Fumarase Deficiency, also known as Fumaric Aciduria, is a rare genetic disorder that affects the Krebs cycle, a crucial part of cellular energy production. It is caused by mutations in the FH gene, which leads to an insufficiency of the enzyme fumarase. This enzyme is vital for converting fumaric acid into malic acid in the mitochondria, and its deficiency can lead to a buildup of fumaric acid in the body, causing a range of symptoms and health issues. Understanding the symptoms of FH Gene Fumarase Deficiency is crucial for early diagnosis and management of the condition. DNA Labs UAE offers a comprehensive genetic test for this condition, providing essential information for affected individuals and their families.
Symptoms of FH Gene Fumarase Deficiency
The symptoms of FH Gene Fumarase Deficiency can vary widely among affected individuals, ranging from mild to severe. Some of the most common symptoms include:
- Developmental delays: Children with Fumarase Deficiency often exhibit significant delays in reaching developmental milestones such as sitting, walking, and talking.

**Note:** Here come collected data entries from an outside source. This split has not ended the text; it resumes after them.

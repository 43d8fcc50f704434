//! Identity module.
//!
//! This module contains the representation of the local identity of
//! an installation, and the store persisting it. The identity is
//! generated once, on first use, and never rotated.

use log::{debug, warn};
use std::{
    fmt, fs,
    io::{self, prelude::*},
    ops,
    path::{Path, PathBuf},
    result,
};
use thiserror::Error;
use uuid::Uuid;

#[derive(Debug, Error)]
pub enum Error {
    #[error("cannot open identity file {1}")]
    OpenIdentityFileError(#[source] io::Error, PathBuf),
    #[error("cannot read identity file {1}")]
    ReadIdentityFileError(#[source] io::Error, PathBuf),
    #[error("cannot create identity directory {1}")]
    CreateIdentityDirError(#[source] io::Error, PathBuf),
    #[error("cannot write identity file {1}")]
    WriteIdentityFileError(#[source] io::Error, PathBuf),
}

pub type Result<T> = result::Result<T, Error>;

/// Represents the opaque identifier of an installation.
#[derive(Clone, Debug, Default, Eq, PartialEq, Hash)]
pub struct Identity(String);

impl Identity {
    pub fn new<I: ToString>(id: I) -> Self {
        Self(id.to_string())
    }

    /// Generates a fresh random identity.
    pub fn generate() -> Self {
        Self(Uuid::new_v4().to_string())
    }

    pub fn as_str(&self) -> &str {
        &self.0
    }
}

impl ops::Deref for Identity {
    type Target = str;

    fn deref(&self) -> &Self::Target {
        &self.0
    }
}

impl fmt::Display for Identity {
    fn fmt(&self, f: &mut fmt::Formatter<'_>) -> fmt::Result {
        write!(f, "{}", self.0)
    }
}

/// Represents the file holding the local identity.
#[derive(Clone, Debug, Eq, PartialEq)]
pub struct IdentityStore {
    path: PathBuf,
}

impl IdentityStore {
    pub fn new<P: AsRef<Path>>(path: P) -> Self {
        Self {
            path: path.as_ref().to_owned(),
        }
    }

    pub fn path(&self) -> &Path {
        &self.path
    }

    /// Reads the stored identity. Returns `None` if the file does not
    /// exist yet or holds nothing.
    pub fn read(&self) -> Result<Option<Identity>> {
        let mut file = match fs::File::open(&self.path) {
            Ok(file) => file,
            Err(err) if err.kind() == io::ErrorKind::NotFound => return Ok(None),
            Err(err) => return Err(Error::OpenIdentityFileError(err, self.path.to_owned())),
        };

        let mut content = String::new();
        file.read_to_string(&mut content)
            .map_err(|err| Error::ReadIdentityFileError(err, self.path.to_owned()))?;

        let id = content.trim();
        Ok(if id.is_empty() {
            None
        } else {
            Some(Identity::new(id))
        })
    }

    /// Writes the given identity, creating the parent directory if
    /// needed.
    pub fn write(&self, identity: &Identity) -> Result<()> {
        if let Some(dir) = self.path.parent() {
            fs::create_dir_all(dir)
                .map_err(|err| Error::CreateIdentityDirError(err, dir.to_owned()))?;
        }

        fs::OpenOptions::new()
            .write(true)
            .create(true)
            .truncate(true)
            .open(&self.path)
            .map_err(|err| Error::OpenIdentityFileError(err, self.path.to_owned()))?
            .write_all(identity.as_str().as_bytes())
            .map_err(|err| Error::WriteIdentityFileError(err, self.path.to_owned()))?;

        Ok(())
    }

    /// Gets the stored identity, or generates and stores a new one.
    /// Store failures never propagate: an unreadable store counts as
    /// an empty one, and a failed write only loses persistence.
    pub fn load_or_create(&self) -> Identity {
        match self.read() {
            Ok(Some(identity)) => {
                debug!("identity found at {:?}", self.path);
                return identity;
            }
            Ok(None) => debug!("no identity found at {:?}", self.path),
            Err(err) => warn!("cannot read identity, generating a new one: {}", err),
        }

        let identity = Identity::generate();
        if let Err(err) = self.write(&identity) {
            warn!("cannot store identity: {}", err);
        }

        identity
    }
}

#[cfg(test)]
mod tests {
    use std::fs;
    use tempfile::tempdir;

    use super::{Identity, IdentityStore};

    #[test]
    fn load_or_create_persists() {
        let dir = tempdir().unwrap();
        let store = IdentityStore::new(dir.path().join("nested").join("uuid"));

        assert_eq!(None, store.read().unwrap());

        let identity = store.load_or_create();
        assert!(!identity.is_empty());
        assert_eq!(Some(identity.clone()), store.read().unwrap());
        assert_eq!(identity, store.load_or_create());
    }

    #[test]
    fn blank_file_counts_as_missing() {
        let dir = tempdir().unwrap();
        let path = dir.path().join("uuid");
        fs::write(&path, "  \n").unwrap();

        let store = IdentityStore::new(&path);
        assert_eq!(None, store.read().unwrap());

        fs::write(&path, "stored-id\n").unwrap();
        assert_eq!(Some(Identity::new("stored-id")), store.read().unwrap());
    }

    #[test]
    fn unreadable_store_regenerates() {
        let dir = tempdir().unwrap();
        // a directory cannot be read as a file
        let store = IdentityStore::new(dir.path());

        assert!(store.read().is_err());
        let identity = store.load_or_create();
        assert!(!identity.is_empty());
        assert_ne!(identity, store.load_or_create());
    }
}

- Intellectual disability: Many individuals affected by this condition have some degree of intellectual disability or cognitive impairment.
- Seizures: Epileptic seizures are a common symptom and can be difficult to manage in some cases.
- Hypotonia: Also known as floppy baby syndrome, hypotonia refers to reduced muscle tone and is a common feature in infants with this condition.
- Failure to thrive: Infants with Fumarase Deficiency may have difficulty gaining weight and growing at a normal rate.
- Physical malformations: Some affected individuals may have distinct facial features, such as a high forehead, low nasal bridge, and widely spaced eyes. Other possible physical abnormalities include defects in the heart, kidneys, and urinary tract.
- Encephalopathy: A severe neurological condition that can lead to a variety of complications, including lethargy, coma, and even death in extreme cases.
It is important to note that the severity and combination of symptoms can vary significantly from one individual to another. Early diagnosis and intervention are crucial for managing the condition and improving the quality of life for those affected.
FH Gene Fumarase Deficiency Genetic Test at DNA Labs UAE
DNA Labs UAE offers a comprehensive genetic test for FH Gene Fumarase Deficiency, designed to identify mutations in the FH gene that are responsible for the condition. This test is an important tool for confirming the diagnosis, especially in individuals who present with the symptoms mentioned above. The genetic test involves a simple blood draw, and the sample is analyzed using advanced genetic sequencing techniques to detect mutations in the FH gene.
The cost of the FH Gene Fumarase Deficiency Genetic Test at DNA Labs UAE is 4400 AED. While the cost may seem significant, it is a crucial investment in the health and well-being of affected individuals and their families. Early diagnosis through genetic testing can lead to early intervention and management strategies, potentially improving outcomes and quality of life for those with the condition.
For more information on the FH Gene Fumarase Deficiency Genetic Test and to schedule a test, please visit DNA Labs UAE.
Understanding the symptoms of FH Gene Fumarase Deficiency and having access to genetic testing is vital for affected individuals and their families. DNA Labs UAE is committed to providing accurate, comprehensive genetic testing services to help diagnose and manage this rare condition. By identifying the genetic basis of the condition, families can make informed decisions about care and management, potentially improving the quality of life for those affected.